How GIFs conquered the world

They rode the wave of technological change. Now they’re driving it.

Jordan Teicher
5 min readFeb 1, 2018
The “Hamster Dance,” a GIF relic of the 1990s.

Feeling happy? Sad? Angry? Excited? Chances are, you’ve expressed that sentiment with a GIF.

Today, GIFs are essential to the way we communicate. Every day, more than a billion GIFs are sent through GIPHY—a GIF search engine valued at $600 million — alone. [1]

Now more than 30 years old, the GIF certainly wasn’t initially designed to become an economic powerhouse, a fixture of social interactions, or a form of art—and yet, improbably, it has become all of those things.

“The GIF has really gone through a lot of unexpected reinvention,” said Jason Eppink, the curator of “The GIF Elevator,” an installation of newly commissioned GIFs (some of which you see on this page) at the Museum of the Moving Image in New York City.

GIFs have broken through to the art world. This GIF, by Mr.
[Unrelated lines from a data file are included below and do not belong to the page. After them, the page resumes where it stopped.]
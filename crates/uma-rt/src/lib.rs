#![deny(missing_docs)]

//! Single-threaded cooperative task runtime.
//!
//! Every worker thread of the server owns exactly one `Runtime`. Tasks are actors that are only
//! resumed when something signals them, so suspension points are wherever an actor returns from
//! `process`. Nothing in here is `Send`, which keeps all task bookkeeping on its owning thread.

mod mailbox;
mod runtime;
mod signal;
mod task_set;

pub use self::{
    mailbox::{mailbox, Mailbox, RecvError, SendError, Sender},
    runtime::{Actor, Id, InternalError, ProcessError, RemoveError, Runtime},
    signal::{Signal, SignalError},
    task_set::{Cancel, TaskGuard, TaskSet},
};
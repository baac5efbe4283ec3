use std::{ops::ControlFlow, rc::Rc, time::Duration};

use anyhow::Error;
use tracing::{event, instrument, Level};
use uma_mio::{Registry, TimerRef};
use uma_rt::{Actor, Id, Runtime, Signal, TaskSet};

/// Start the graceful shutdown of a worker's tasks.
///
/// Acceptors are cancelled right away. Once they have all stopped, connections get `timeout` to
/// finish on their own. Connections still alive after that are cancelled, the ones that finished
/// in time are never touched. The returned task ends when both sets are empty.
#[instrument("graceful_stop", skip_all)]
pub fn graceful_stop(
    rt: &mut Runtime,
    registry: &Rc<Registry>,
    acceptors: TaskSet,
    connections: TaskSet,
    timeout: Duration,
) -> Result<Id, Error> {
    let signal = rt.signal();
    acceptors.set_signal(signal.clone());
    connections.set_signal(signal.clone());

    let count = acceptors.cancel_all();
    event!(Level::DEBUG, count, "cancelling acceptors");

    let actor = GracefulStop {
        registry: registry.clone(),
        signal: signal.clone(),
        acceptors,
        connections,
        timeout,
        phase: Phase::StoppingAcceptors,
    };
    let id = rt.insert("graceful-stop", actor);
    signal.set_id(id);
    signal.send()?;

    Ok(id)
}

struct GracefulStop {
    registry: Rc<Registry>,
    signal: Signal,
    acceptors: TaskSet,
    connections: TaskSet,
    timeout: Duration,
    phase: Phase,
}

enum Phase {
    StoppingAcceptors,
    Draining(TimerRef),
    Cancelling,
}

impl Actor for GracefulStop {
    fn process(&mut self, _rt: &mut Runtime) -> Result<ControlFlow<()>, Error> {
        loop {
            match &self.phase {
                Phase::StoppingAcceptors => {
                    if !self.acceptors.is_empty() {
                        return Ok(ControlFlow::Continue(()));
                    }

                    event!(
                        Level::DEBUG,
                        remaining = self.connections.len(),
                        "acceptors stopped, draining connections"
                    );
                    let timer = self.registry.timer(self.timeout, self.signal.clone());
                    self.phase = Phase::Draining(timer);
                }
                Phase::Draining(timer) => {
                    if self.connections.is_empty() {
                        event!(Level::INFO, "all connections finished");
                        return Ok(ControlFlow::Break(()));
                    }
                    if !timer.is_elapsed() {
                        return Ok(ControlFlow::Continue(()));
                    }

                    let count = self.connections.cancel_all();
                    event!(
                        Level::WARN,
                        count,
                        "grace period elapsed, cancelling remaining connections"
                    );
                    self.phase = Phase::Cancelling;
                }
                Phase::Cancelling => {
                    if self.connections.is_empty() {
                        event!(Level::INFO, "remaining connections cancelled");
                        return Ok(ControlFlow::Break(()));
                    }
                    return Ok(ControlFlow::Continue(()));
                }
            }
        }
    }
}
Div (Matthew DiVito), was recently installed at the Museum of the Moving Image in New York.

Throughout its history, Eppink told Industrious, the evolution of the GIF has been driven by shifts in technology, including network speeds, browser capacities, and upload restrictions on popular GIF-sharing websites.

But today the tables are turning, and the success of the GIF is in part responsible for necessitating changes in network technology.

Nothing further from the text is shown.